As the prayers commenced, thousands of faces touched the floor with choreographed
precision.

“It’s a beautifully simple and elegant religion. It’s extremely
sensible,” I was told by Bruce (“al-Baraa”) Randall, a personal
trainer and student of South Asian history from Northern California who recently
converted to Islam and attends Friday prayers at the mosque. Looking at the
hundreds of bent bodies, you could see what he meant. From an observer’s viewpoint,
it was rather like a bizarre sartorial demonstration — look, here are the backs
of a thousand jackets and the seats of a thousand trousers! Swatches of fabric
in every color joined to form an immense patchwork tapestry stretching from
one end of the room to the other. To a Christian, it could look strangely alluring.
No hymns — no pretending to be singing. Even the prayers, though in Arabic,
were brief and required only minimal call-and-response. Curiously, while demanding
what to a Christian might appear to be excessive uniformity and obedience, Islam
seemed to permit the individual a considerable amount of personal breathing
space too. And if you were a non-Arabic speaker, listening to prayers in a foreign
language would, I suppose, be similar to a Catholic attending services held
in Latin.

[

With the prayers under way, there was almost no room for the unbeliever.
Two mild-mannered cameramen from India’s STAR channel, who were standing next
to me filming the proceedings, hurriedly folded up their tripods and disappeared.
I decided to go with them. I squeezed my way to the back where the mountain
of shoes was surrounded by more mountains, hundreds of Merrills and Nikes and
Adidas and lace-ups and sandals flung down on top of each other. Outside more
men were praying on the carpets provided, all in equally precise rows, and two
men in wheelchairs had made a mournful duet of their own.
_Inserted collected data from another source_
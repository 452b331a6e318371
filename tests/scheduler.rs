// tests/scheduler.rs
//
// Periodic driver on a paused clock: immediate first cycle, one cycle per tick,
// clean stop on the shutdown signal.

mod common;

use std::sync::Arc;
use std::time::Duration;
use tokio::sync::watch;

use common::{burst, t0, test_config, RecordingSink, Reply, ScriptedMirror};
use trench_scan::scheduler::spawn_scan_scheduler;
use trench_scan::{MemoryStore, Scanner};

#[tokio::test(start_paused = true)]
async fn ticks_until_shutdown() {
    let mirror = ScriptedMirror::new();
    for m in ["https://m1.example", "https://m2.example", "https://m3.example"] {
        mirror.always(m, Reply::Posts(burst("FROG", "a", 2, t0())));
    }
    let scanner = Arc::new(
        Scanner::from_config(
            test_config(),
            mirror.clone(),
            Arc::new(MemoryStore::new()),
            RecordingSink::new(),
        )
        .unwrap(),
    );

    let (stop_tx, stop_rx) = watch::channel(false);
    let handle = spawn_scan_scheduler(scanner, Duration::from_secs(60), stop_rx);

    // Ticks at 0s, 60s and 120s.
    tokio::time::sleep(Duration::from_secs(150)).await;
    stop_tx.send(true).unwrap();
    handle.await.unwrap();
    assert_eq!(mirror.calls().len(), 3);

    // Nothing runs after the stop.
    tokio::time::sleep(Duration::from_secs(600)).await;
    assert_eq!(mirror.calls().len(), 3);
}

#[tokio::test(start_paused = true)]
async fn dropped_sender_stops_the_loop() {
    let scanner = Arc::new(
        Scanner::from_config(
            test_config(),
            ScriptedMirror::new(),
            Arc::new(MemoryStore::new()),
            RecordingSink::new(),
        )
        .unwrap(),
    );
    let (stop_tx, stop_rx) = watch::channel(false);
    let handle = spawn_scan_scheduler(scanner, Duration::from_secs(60), stop_rx);
    drop(stop_tx);
    tokio::time::timeout(Duration::from_secs(3600), handle)
        .await
        .expect("scheduler exits once the sender is gone")
        .unwrap();
}
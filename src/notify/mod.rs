// src/notify/mod.rs
//! Alert delivery. The pipeline hands every edge-triggered [`AlertEvent`] to one
//! [`AlertSink`]; in production that is a [`NotifierMux`] fanning out to whichever
//! channels are configured in the environment.
//!
//! Channel env vars (a channel is enabled only when all of its vars are set):
//! - Discord: `DISCORD_WEBHOOK_URL`
//! - Slack: `SLACK_WEBHOOK_URL`
//! - Telegram: `TELEGRAM_BOT_TOKEN`, `TELEGRAM_CHAT_ID`
//! - Email: `SMTP_HOST`, `SMTP_USER`, `SMTP_PASS`, `NOTIFY_EMAIL_FROM`, `NOTIFY_EMAIL_TO`

pub mod antiflutter;
pub mod discord;
pub mod email;
pub mod slack;
pub mod telegram;

use anyhow::Result;
use async_trait::async_trait;
use chrono::Utc;
use metrics::counter;
use std::sync::Mutex;

pub use crate::engine::AlertEvent;
use crate::notify::antiflutter::AlertGate;

#[async_trait]
pub trait AlertSink: Send + Sync {
    async fn send(&self, alert: &AlertEvent) -> Result<()>;
    fn name(&self) -> &'static str;
}

/// Short human text shared by all channels.
pub fn headline(alert: &AlertEvent) -> String {
    format!(
        "${} is trending: {:.1}x velocity, {} mentions",
        alert.ticker, alert.velocity_score, alert.mention_count
    )
}

pub fn details(alert: &AlertEvent) -> String {
    format!(
        "Ticker: ${}\nVelocity: {:.2}x\nMentions (current window): {}\nTriggered (UTC): {}",
        alert.ticker,
        alert.velocity_score,
        alert.mention_count,
        alert.triggered_at.to_rfc3339()
    )
}

/// Fans one alert out to every configured channel. A failing channel is logged and
/// skipped; it never blocks the others or the scan cycle.
pub struct NotifierMux {
    sinks: Vec<Box<dyn AlertSink>>,
    gate: Option<Mutex<AlertGate>>,
}

impl NotifierMux {
    pub fn new(sinks: Vec<Box<dyn AlertSink>>) -> Self {
        Self { sinks, gate: None }
    }

    /// Enable every channel whose env vars are present.
    pub fn from_env() -> Self {
        let mut sinks: Vec<Box<dyn AlertSink>> = Vec::new();
        if let Some(d) = discord::DiscordNotifier::from_env() {
            sinks.push(Box::new(d));
        }
        if let Some(s) = slack::SlackNotifier::from_env() {
            sinks.push(Box::new(s));
        }
        if let Some(t) = telegram::TelegramNotifier::from_env() {
            sinks.push(Box::new(t));
        }
        match email::EmailSender::from_env() {
            Ok(Some(e)) => sinks.push(Box::new(e)),
            Ok(None) => {}
            Err(e) => tracing::warn!(target: "notify", error = %format!("{e:#}"), "email channel disabled"),
        }
        let names: Vec<&str> = sinks.iter().map(|s| s.name()).collect();
        tracing::info!(target: "notify", channels = ?names, "alert channels configured");
        Self::new(sinks)
    }

    /// Per-ticker re-alert cooldown; `secs <= 0` leaves the gate off.
    pub fn with_cooldown(mut self, secs: i64) -> Self {
        self.gate = (secs > 0).then(|| Mutex::new(AlertGate::new(secs)));
        self
    }

    pub fn push(&mut self, sink: Box<dyn AlertSink>) {
        self.sinks.push(sink);
    }

    pub fn len(&self) -> usize {
        self.sinks.len()
    }

    pub fn is_empty(&self) -> bool {
        self.sinks.is_empty()
    }

    /// Deliver to all channels; returns how many accepted it.
    pub async fn notify(&self, alert: &AlertEvent) -> usize {
        if !self.pass_gate(alert) {
            tracing::debug!(target: "notify", ticker = %alert.ticker, "alert suppressed by cooldown");
            counter!("notify_suppressed_total").increment(1);
            return 0;
        }

        if self.sinks.is_empty() {
            tracing::info!(target: "notify", ticker = %alert.ticker, "{}", headline(alert));
            return 0;
        }

        let mut delivered = 0usize;
        for sink in &self.sinks {
            match sink.send(alert).await {
                Ok(()) => {
                    delivered += 1;
                    counter!("notify_sent_total", "channel" => sink.name()).increment(1);
                }
                Err(e) => {
                    tracing::warn!(
                        target: "notify",
                        channel = sink.name(),
                        ticker = %alert.ticker,
                        error = %format!("{e:#}"),
                        "alert delivery failed"
                    );
                    counter!("notify_failed_total", "channel" => sink.name()).increment(1);
                }
            }
        }
        delivered
    }

    fn pass_gate(&self, alert: &AlertEvent) -> bool {
        let Some(gate) = &self.gate else {
            return true;
        };
        let mut g = gate.lock().unwrap_or_else(std::sync::PoisonError::into_inner);
        let now = Utc::now().max(alert.triggered_at);
        if !g.should_alert(&alert.ticker, now) {
            return false;
        }
        g.record_alert(&alert.ticker, now);
        true
    }
}

#[async_trait]
impl AlertSink for NotifierMux {
    async fn send(&self, alert: &AlertEvent) -> Result<()> {
        self.notify(alert).await;
        Ok(())
    }

    fn name(&self) -> &'static str {
        "mux"
    }
}

#[cfg(test)]
mod tests {
    use super::*;
    use anyhow::anyhow;
    use std::sync::atomic::{AtomicUsize, Ordering};
    use std::sync::Arc;

    struct Counting(Arc<AtomicUsize>);
    struct Failing;

    #[async_trait]
    impl AlertSink for Counting {
        async fn send(&self, _alert: &AlertEvent) -> Result<()> {
            self.0.fetch_add(1, Ordering::SeqCst);
            Ok(())
        }
        fn name(&self) -> &'static str {
            "counting"
        }
    }

    #[async_trait]
    impl AlertSink for Failing {
        async fn send(&self, _alert: &AlertEvent) -> Result<()> {
            Err(anyhow!("boom"))
        }
        fn name(&self) -> &'static str {
            "failing"
        }
    }

    fn alert(t: &str) -> AlertEvent {
        AlertEvent {
            ticker: t.into(),
            velocity_score: 6.0,
            mention_count: 12,
            triggered_at: Utc::now(),
        }
    }

    #[tokio::test]
    async fn failing_channel_does_not_block_others() {
        let hits = Arc::new(AtomicUsize::new(0));
        let mux = NotifierMux::new(vec![Box::new(Failing), Box::new(Counting(hits.clone()))]);
        assert_eq!(mux.notify(&alert("FOO")).await, 1);
        assert_eq!(hits.load(Ordering::SeqCst), 1);
    }

    #[tokio::test]
    async fn cooldown_is_per_ticker() {
        let hits = Arc::new(AtomicUsize::new(0));
        let mux =
            NotifierMux::new(vec![Box::new(Counting(hits.clone()))]).with_cooldown(3600);
        mux.notify(&alert("FOO")).await;
        mux.notify(&alert("FOO")).await;
        mux.notify(&alert("BAR")).await;
        assert_eq!(hits.load(Ordering::SeqCst), 2);
    }

    #[test]
    fn headline_mentions_numbers() {
        let h = headline(&alert("FOO"));
        assert!(h.contains("$FOO"));
        assert!(h.contains("6.0x"));
        assert!(h.contains("12 mentions"));
    }
}
//! Run a single scan cycle and print the ranking, contracts and store summary as JSON.
//!
//! Usage: `scan_once [--fixture <feed.xml>]`. With `--fixture`, every mirror and query
//! is answered from the given RSS file instead of the network.

use anyhow::{anyhow, Context, Result};
use std::sync::Arc;

use trench_scan::ingest::providers::nitter_rss::NitterRssClient;
use trench_scan::ingest::types::MirrorClient;
use trench_scan::logging::{init_tracing, DEFAULT_FILTER};
use trench_scan::{MemoryStore, NotifierMux, ScanConfig, Scanner};

#[tokio::main]
async fn main() -> Result<()> {
    let _ = dotenvy::dotenv();
    init_tracing(DEFAULT_FILTER);

    let cfg = ScanConfig::load_default()?;

    let mut args = std::env::args().skip(1);
    let client: Arc<dyn MirrorClient> = match args.next().as_deref() {
        Some("--fixture") => {
            let path = args.next().ok_or_else(|| anyhow!("--fixture needs a path"))?;
            let body = std::fs::read_to_string(&path)
                .with_context(|| format!("reading fixture {path}"))?;
            Arc::new(NitterRssClient::from_fixture(&body))
        }
        Some(other) => return Err(anyhow!("unknown argument '{other}'")),
        None => Arc::new(NitterRssClient::http(&cfg.fetch.user_agent)?),
    };

    let sink = NotifierMux::from_env().with_cooldown(cfg.alerts.cooldown_secs);
    let scanner = Scanner::from_config(cfg, client, Arc::new(MemoryStore::new()), Arc::new(sink))?;

    let report = scanner.cycle().await?;
    let ranking = scanner.engine().lock().await.last_ranking().to_vec();
    let store = scanner.store();
    let contracts = store.query_contracts(20).await?;
    let summary = store.summary(chrono::Utc::now()).await?;

    let out = serde_json::json!({
        "report": report,
        "ranking": ranking.iter().take(20).collect::<Vec<_>>(),
        "contracts": contracts,
        "summary": summary,
    });
    println!("{}", serde_json::to_string_pretty(&out)?);
    Ok(())
}
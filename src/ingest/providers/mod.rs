// src/ingest/providers/mod.rs
pub mod nitter_rss;
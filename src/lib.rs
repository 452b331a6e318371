// src/lib.rs
// Public library surface for the binaries and integration tests.

pub mod analyze;
pub mod api;
pub mod config;
pub mod engine;
pub mod error;
pub mod ingest;
pub mod logging;
pub mod metrics;
pub mod notify;
pub mod scanner;
pub mod scheduler;
pub mod store;

// ---- Re-exports for stable public API ----
pub use crate::api::router;
pub use crate::config::ScanConfig;
pub use crate::engine::{AlertEvent, TickerStats, TickerStatus, TrendingEngine};
pub use crate::error::ScanError;
pub use crate::notify::{AlertSink, NotifierMux};
pub use crate::scanner::{CycleReport, Scanner};
pub use crate::store::{ContractStats, MemoryStore, RecordStore, StoreSummary, TrendSnapshot};

use anyhow::Context;
use shuttle_axum::axum::Router;
use std::sync::Arc;

use crate::ingest::providers::nitter_rss::NitterRssClient;

/// Production wiring: Nitter RSS client, in-memory store, env-configured alert channels.
pub fn build_scanner(cfg: ScanConfig) -> anyhow::Result<Arc<Scanner>> {
    let client = NitterRssClient::http(&cfg.fetch.user_agent).context("mirror client")?;
    let sink = NotifierMux::from_env().with_cooldown(cfg.alerts.cooldown_secs);
    let scanner = Scanner::from_config(
        cfg,
        Arc::new(client),
        Arc::new(MemoryStore::new()),
        Arc::new(sink),
    )?;
    Ok(Arc::new(scanner))
}

/// API router (with `/metrics`) over an already-built scanner.
pub fn app(scanner: Arc<Scanner>) -> anyhow::Result<Router> {
    let metrics = crate::metrics::Metrics::init()?;
    metrics.publish_config(scanner.config());
    Ok(api::router(api::AppState { scanner }, Some(&metrics)))
}
// src/logging.rs
//! Tracing setup shared by the service and the `scan_once` tool.
//!
//! - `RUST_LOG` wins when set, otherwise `default_filter` is used.
//! - `TRENCH_LOG_FORMAT=json` switches console output to JSON lines.
//! - `TRENCH_LOG_DIR=<dir>` adds a daily-rotating plain-text file (`trench_scan.<date>`).

use tracing_subscriber::{fmt, layer::SubscriberExt, util::SubscriberInitExt, EnvFilter, Layer};

pub const DEFAULT_FILTER: &str = "trench_scan=info,warn";
pub const ENV_LOG_FORMAT: &str = "TRENCH_LOG_FORMAT";
pub const ENV_LOG_DIR: &str = "TRENCH_LOG_DIR";

/// Install the global subscriber. Safe to call when another subscriber (e.g. Shuttle's)
/// is already installed: in that case this is a no-op and returns `false`.
pub fn init_tracing(default_filter: &str) -> bool {
    let filter =
        EnvFilter::try_from_default_env().unwrap_or_else(|_| EnvFilter::new(default_filter));

    let json = std::env::var(ENV_LOG_FORMAT)
        .map(|v| v.eq_ignore_ascii_case("json"))
        .unwrap_or(false);

    let console = if json {
        fmt::layer().json().with_target(true).boxed()
    } else {
        fmt::layer().compact().with_target(true).boxed()
    };

    let file = std::env::var(ENV_LOG_DIR).ok().map(|dir| {
        let appender = tracing_appender::rolling::daily(dir, "trench_scan");
        fmt::layer()
            .with_writer(appender)
            .with_ansi(false)
            .with_target(true)
            .boxed()
    });

    tracing_subscriber::registry()
        .with(filter)
        .with(console)
        .with(file)
        .try_init()
        .is_ok()
}
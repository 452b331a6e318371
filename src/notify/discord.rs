use anyhow::{anyhow, Result};
use async_trait::async_trait;
use reqwest::Client;
use serde::Serialize;
use std::time::Duration;

use super::{headline, AlertEvent, AlertSink};

// Discord embed side colour (green).
const EMBED_COLOR: u32 = 0x2ECC71;

#[derive(Clone)]
pub struct DiscordNotifier {
    webhook: String,
    client: Client,
    timeout: Duration,
    max_retries: u8,
}

impl DiscordNotifier {
    pub fn new(webhook: String) -> Self {
        Self {
            webhook,
            client: Client::new(),
            timeout: Duration::from_secs(5),
            max_retries: 3,
        }
    }

    pub fn from_env() -> Option<Self> {
        std::env::var("DISCORD_WEBHOOK_URL")
            .ok()
            .filter(|u| !u.trim().is_empty())
            .map(Self::new)
    }

    pub fn with_retries(mut self, retries: u8) -> Self {
        self.max_retries = retries.max(1);
        self
    }

    /// POST with up to `max_retries` tries, 500ms doubling between them.
    async fn post(&self, payload: &WebhookPayload) -> Result<()> {
        let mut attempt: u8 = 0;
        loop {
            attempt += 1;
            let res = self
                .client
                .post(&self.webhook)
                .timeout(self.timeout)
                .json(payload)
                .send()
                .await;

            let err = match res {
                Ok(rsp) => match rsp.error_for_status_ref() {
                    Ok(_) => return Ok(()),
                    Err(e) => anyhow!("discord webhook status: {e}"),
                },
                Err(e) => anyhow!("discord webhook request: {e}"),
            };
            if attempt >= self.max_retries {
                return Err(err);
            }
            tracing::debug!(target: "notify", attempt, error = %err, "discord retry");
            tokio::time::sleep(Duration::from_millis(500u64 << (attempt - 1))).await;
        }
    }
}

#[async_trait]
impl AlertSink for DiscordNotifier {
    async fn send(&self, alert: &AlertEvent) -> Result<()> {
        self.post(&WebhookPayload::for_alert(alert)).await
    }

    fn name(&self) -> &'static str {
        "discord"
    }
}

#[derive(Debug, Serialize)]
struct EmbedField {
    name: &'static str,
    value: String,
    inline: bool,
}

#[derive(Debug, Serialize)]
struct Embed {
    title: String,
    color: u32,
    timestamp: String,
    fields: Vec<EmbedField>,
}

#[derive(Debug, Serialize)]
struct WebhookPayload {
    content: Option<String>,
    embeds: Vec<Embed>,
}

impl WebhookPayload {
    fn for_alert(alert: &AlertEvent) -> Self {
        let field = |name, value: String| EmbedField {
            name,
            value,
            inline: true,
        };
        Self {
            content: None,
            embeds: vec![Embed {
                title: headline(alert),
                color: EMBED_COLOR,
                timestamp: alert.triggered_at.to_rfc3339(),
                fields: vec![
                    field("Ticker", format!("${}", alert.ticker)),
                    field("Velocity", format!("{:.2}x", alert.velocity_score)),
                    field("Mentions", alert.mention_count.to_string()),
                ],
            }],
        }
    }
}
// tests/trending_velocity.rs
//
// Velocity scoring, trending qualification and edge-triggered alerts.

use chrono::{DateTime, Duration, TimeZone, Utc};
use trench_scan::analyze::Mention;
use trench_scan::config::TrendingSection;
use trench_scan::{TickerStatus, TrendingEngine};

fn hour(h: i64) -> DateTime<Utc> {
    Utc.with_ymd_and_hms(2025, 3, 2, 0, 0, 0).unwrap() + Duration::hours(h)
}

/// Hourly buckets: one current hour against a 23h baseline.
fn section(min_mentions: u32) -> TrendingSection {
    TrendingSection {
        bucket_secs: 3600,
        current_buckets: 1,
        baseline_buckets: 23,
        baseline_floor: 1.0,
        min_mentions,
        ..TrendingSection::default()
    }
}

fn mentions(ticker: &str, tag: &str, n: usize, at: DateTime<Utc>) -> Vec<Mention> {
    (0..n)
        .map(|i| Mention {
            ticker: ticker.to_string(),
            post_id: format!("{tag}-{i}"),
            mentioned_at: at + Duration::seconds(i as i64),
        })
        .collect()
}

/// 2 mentions per hour over the 23h baseline, `current` in hour 23.
fn engine_with(current: usize, min_mentions: u32) -> TrendingEngine {
    let mut e = TrendingEngine::from_config(&section(min_mentions));
    for h in 0..23 {
        e.ingest(&mentions("FOO", &format!("h{h}"), 2, hour(h)));
    }
    e.ingest(&mentions("FOO", "now", current, hour(23)));
    e
}

#[test]
fn baseline_two_current_twelve_is_six_and_trending() {
    let mut e = engine_with(12, 5);
    let out = e.evaluate(hour(23) + Duration::minutes(45));
    let foo = out.ranking.iter().find(|s| s.ticker == "FOO").unwrap();
    assert!((foo.velocity_score - 6.0).abs() < 1e-9, "got {}", foo.velocity_score);
    assert_eq!(foo.status, TickerStatus::Trending);
    assert_eq!(out.alerts.len(), 1);
    assert_eq!(out.alerts[0].mention_count, 12);
    assert_eq!(out.alerts[0].triggered_at, hour(23) + Duration::minutes(45));
}

#[test]
fn one_mention_ever_never_trends() {
    let mut e = TrendingEngine::from_config(&TrendingSection {
        baseline_floor: 0.1,
        ..section(3)
    });
    e.ingest(&mentions("LONE", "x", 1, hour(4)));
    for step in 0..6 {
        let out = e.evaluate(hour(4) + Duration::minutes(10 * step));
        assert!(out.alerts.is_empty());
        // Huge ratio (1 / 0.1), still below the absolute floor.
        assert!(out.ranking[0].velocity_score >= 5.0);
        assert_eq!(out.ranking[0].status, TickerStatus::Tracked);
    }
}

#[test]
fn exactly_one_alert_over_three_hot_cycles() {
    let mut e = engine_with(12, 5);
    let mut alerts = 0;
    for cycle in 1..=3 {
        let now = hour(23) + Duration::minutes(10 * cycle);
        // Same mentions replayed every cycle, as an overlapping fetch would.
        e.ingest(&mentions("FOO", "now", 12, hour(23)));
        alerts += e.evaluate(now).alerts.len();
    }
    assert_eq!(alerts, 1);
}

#[test]
fn replaying_a_batch_does_not_double_count() {
    let mut e = engine_with(12, 5);
    let before = e.rank(hour(23) + Duration::minutes(30));
    assert_eq!(e.ingest(&mentions("FOO", "now", 12, hour(23))), 0);
    assert_eq!(e.ingest(&mentions("FOO", "h3", 2, hour(3))), 0);
    let after = e.rank(hour(23) + Duration::minutes(30));
    assert_eq!(before, after);
}

#[test]
fn velocity_non_decreasing_as_current_grows() {
    let now = hour(23) + Duration::minutes(30);
    let scores: Vec<f64> = (0..=20)
        .map(|n| engine_with(n, 5).rank(now)[0].velocity_score)
        .collect();
    assert!(scores.windows(2).all(|w| w[1] >= w[0]), "{scores:?}");
}

#[test]
fn rank_is_a_pure_read() {
    let e = engine_with(12, 5);
    let now = hour(23) + Duration::minutes(30);
    let a = e.rank(now);
    let b = e.rank(now);
    assert_eq!(a, b);
    // No evaluate yet: still tracked, nothing cached.
    assert_eq!(a[0].status, TickerStatus::Tracked);
    assert!(e.last_ranking().is_empty());
}

#[test]
fn cooling_keeps_history_and_new_discoveries_are_listed() {
    let mut e = engine_with(12, 5);
    e.evaluate(hour(23) + Duration::minutes(30));
    e.ingest(&mentions("FRESH", "f", 2, hour(25)));
    e.evaluate(hour(25) + Duration::minutes(5));

    let foo = e.stats("FOO", hour(25) + Duration::minutes(5)).unwrap();
    assert_eq!(foo.status, TickerStatus::Cooling);
    assert_eq!(foo.total_mentions, 23 * 2 + 12);

    let found: Vec<String> = e
        .new_discoveries(hour(25) + Duration::minutes(5), Duration::hours(24))
        .into_iter()
        .map(|s| s.ticker)
        .collect();
    assert_eq!(found, vec!["FRESH".to_string()]);
}

fn at(h: u32, m: u32) -> DateTime<Utc> {
    Utc.with_ymd_and_hms(2025, 3, 2, h, m, 0).unwrap()
}

#[test]
fn steady_burst_across_the_hour_alerts_once_with_default_windows() {
    let mut e = TrendingEngine::from_config(&TrendingSection::default());
    // Quiet history: one mention per hour.
    for h in [9, 10, 11] {
        e.ingest(&mentions("FROG", &format!("q{h}"), 1, at(h, 0)));
    }

    // Three mentions every five minutes from 11:30, one cycle per five minutes, until 12:50.
    let mut alerts = Vec::new();
    for step in 0..=16u32 {
        let now = at(11, 30) + Duration::minutes(5 * i64::from(step));
        e.ingest(&mentions("FROG", &format!("s{step}"), 3, now));
        let out = e.evaluate(now);
        alerts.extend(out.alerts);
        let frog = out.ranking.iter().find(|s| s.ticker == "FROG").unwrap();
        if step >= 1 {
            assert_eq!(frog.status, TickerStatus::Trending, "dropped out at {now}");
        }
        if step >= 6 {
            // The current window spans the last hour, not the open clock hour.
            assert!(frog.current_count >= 21, "{now}: {}", frog.current_count);
        }
    }
    assert_eq!(alerts.len(), 1);
    assert_eq!(alerts[0].triggered_at, at(11, 35));
}
// src/config/exclusions.rs
//! Exclusion list loading (symbols the extractor must never emit).
//!
//! Accepted formats:
//! - TOML: `symbols = ["BTC", "eth"]`
//! - JSON: `["BTC", "eth"]`
//!
//! Lookup order for [`load_exclusions_default`]:
//! 1) `$TRENCH_EXCLUSIONS_PATH`
//! 2) `config/exclusions.toml`
//! 3) `config/exclusions.json`
//! 4) built-in seed ([`default_seed`])

use anyhow::{anyhow, Context, Result};
use std::collections::BTreeSet;
use std::fs;
use std::path::{Path, PathBuf};

pub const ENV_EXCLUSIONS_PATH: &str = "TRENCH_EXCLUSIONS_PATH";

/// Majors, stablecoins and established memes: not "new" tickers.
const KNOWN_COINS: &[&str] = &[
    "BTC", "ETH", "SOL", "USDT", "USDC", "BNB", "XRP", "ADA", "DOGE", "SHIB", "DOT", "MATIC",
    "LTC", "AVAX", "LINK", "UNI", "ATOM", "XLM", "ALGO", "VET", "FIL", "THETA", "XMR", "AAVE",
    "EOS", "MKR", "XTZ", "NEO", "IOTA", "DASH", "ZEC", "ENJ", "BAT", "COMP", "SNX", "YFI", "SUSHI",
    "CRV", "1INCH", "GRT", "APE", "PEPE", "WIF", "BONK", "FLOKI", "MEME", "WOJAK", "TURBO", "BOB",
];

const FIAT_AND_GENERIC: &[&str] = &[
    "USD", "EUR", "GBP", "JPY", "CAD", "AUD", "NFT", "NFTS", "DAO", "DEFI", "WEB3", "AI",
];

/// Words that show up after a `$` in crypto chatter without being tickers.
const FALSE_POSITIVES: &[&str] = &[
    "THE", "AND", "FOR", "ARE", "BUT", "NOT", "YOU", "ALL", "CAN", "HAD", "HER", "WAS", "ONE",
    "OUR", "OUT", "DAY", "GET", "HAS", "HIM", "HIS", "HOW", "ITS", "LET", "MAY", "NEW", "NOW",
    "OLD", "SEE", "WAY", "WHO", "BOY", "DID", "OWN", "SAY", "SHE", "TOO", "USE", "CEO", "IPO",
    "USA", "UK", "EU", "US", "PT", "EST", "PST", "GMT", "UTC", "AM", "PM", "IMO", "TBH", "FYI",
    "ASAP", "AMA", "ATH", "ATL", "DCA", "FOMO", "FUD", "HODL", "WAGMI", "NGMI", "GM", "GN", "LFG",
    "NFA", "DYOR",
];

/// Built-in exclusion seed used when no file is configured.
pub fn default_seed() -> Vec<String> {
    clean_list(
        KNOWN_COINS
            .iter()
            .chain(FIAT_AND_GENERIC)
            .chain(FALSE_POSITIVES)
            .map(|s| s.to_string())
            .collect(),
    )
}

/// Load exclusions from an explicit path. Supports TOML or JSON formats.
pub fn load_exclusions_from(path: &Path) -> Result<Vec<String>> {
    let content = fs::read_to_string(path)
        .with_context(|| format!("reading exclusions from {}", path.display()))?;
    let ext = path
        .extension()
        .and_then(|s| s.to_str())
        .unwrap_or_default()
        .to_ascii_lowercase();
    parse_exclusions(&content, ext.as_str())
}

pub fn load_exclusions_default() -> Result<Vec<String>> {
    if let Ok(p) = std::env::var(ENV_EXCLUSIONS_PATH) {
        let pb = PathBuf::from(p);
        if pb.exists() {
            return load_exclusions_from(&pb);
        } else {
            return Err(anyhow!("{ENV_EXCLUSIONS_PATH} points to non-existent path"));
        }
    }
    let toml_p = PathBuf::from("config/exclusions.toml");
    if toml_p.exists() {
        return load_exclusions_from(&toml_p);
    }
    let json_p = PathBuf::from("config/exclusions.json");
    if json_p.exists() {
        return load_exclusions_from(&json_p);
    }
    Ok(default_seed())
}

/// Explicit path if configured, otherwise the default lookup.
pub fn load_exclusions(explicit: Option<&Path>) -> Result<Vec<String>> {
    match explicit {
        Some(p) => load_exclusions_from(p),
        None => load_exclusions_default(),
    }
}

fn parse_exclusions(s: &str, hint_ext: &str) -> Result<Vec<String>> {
    let try_toml = hint_ext == "toml" || s.contains("symbols");
    if try_toml {
        if let Ok(v) = parse_toml(s) {
            return Ok(v);
        }
    }
    if let Ok(v) = parse_json(s) {
        return Ok(v);
    }
    if !try_toml {
        if let Ok(v) = parse_toml(s) {
            return Ok(v);
        }
    }
    Err(anyhow!("unsupported exclusions format"))
}

fn parse_toml(s: &str) -> Result<Vec<String>> {
    #[derive(serde::Deserialize)]
    struct TomlExcl {
        symbols: Vec<String>,
    }
    let v: TomlExcl = toml::from_str(s)?;
    Ok(clean_list(v.symbols))
}

fn parse_json(s: &str) -> Result<Vec<String>> {
    let v: Vec<String> = serde_json::from_str(s)?;
    Ok(clean_list(v))
}

/// Trim, strip a leading `$`, uppercase, drop empties, sort + dedup.
fn clean_list(items: Vec<String>) -> Vec<String> {
    let mut set = BTreeSet::new();
    for it in items {
        let t = it.trim().trim_start_matches('$');
        if !t.is_empty() {
            set.insert(t.to_ascii_uppercase());
        }
    }
    set.into_iter().collect()
}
Afterward, as the mosque emptied, I ran into Vincent, who was
shaking hands and saying “Salaam alaikum, alaikum salaam
to people left and right, many of whom he knew by name. He looked happy, a big
smile of belonging on his face. Though it has put him at odds with ordinary
American society, becoming a Muslim has also given him a sense of community
unavailable to him when he was just another white dude into loud music, parties
and girls. It has brought him distinction. The mosque was full of young Arab
and South Asian men, sharply dressed businessmen with neat beards, cabdrivers
in baseball caps, diminutive Bangladeshis in white robes and trousers — and
religion came as naturally to them as breathing. They were entirely unselfconscious
about it, and it was obvious that they considered it a source of unity and solace
and power. Not for the first time I found myself wondering how it is that so
many urban whites have managed to turn their own religion into an object of
scorn, even a source of shame, while everyone around them continues to reap
the benefits of organized faith. And, since the religious impulse shows no sign
of dying out, should we be surprised if spiritually inclined urban whites decide
to join a religion which, unlike Christianity, seems to be alive?

“I consider that absolutely the best day of my life,” Vincent
said, his face bright with happiness when I asked him about the day he took
shahada three years ago in this very mosque. “The way I describe it is,
it seemed like physically and symbolically the people were emptying into me.
This entire room was still full. The imam said, ‘Is there anyone here who wants
to take shahada?’ and my friend stood up and said, ‘C’mon, c’mon.’ I
said, ‘Now? Here? In front of everybody?’ And he brought me up, and I took shahada
with another guy. All I remember of that day is that no one seemed to have
moved in the room. The amount of people you saw today? They still remained when
I finished saying, ‘I testify there is no god to be worshiped except for Allah,
and Muhammed is his messenger.’”

“That’s all you had to do?” I asked, just making sure.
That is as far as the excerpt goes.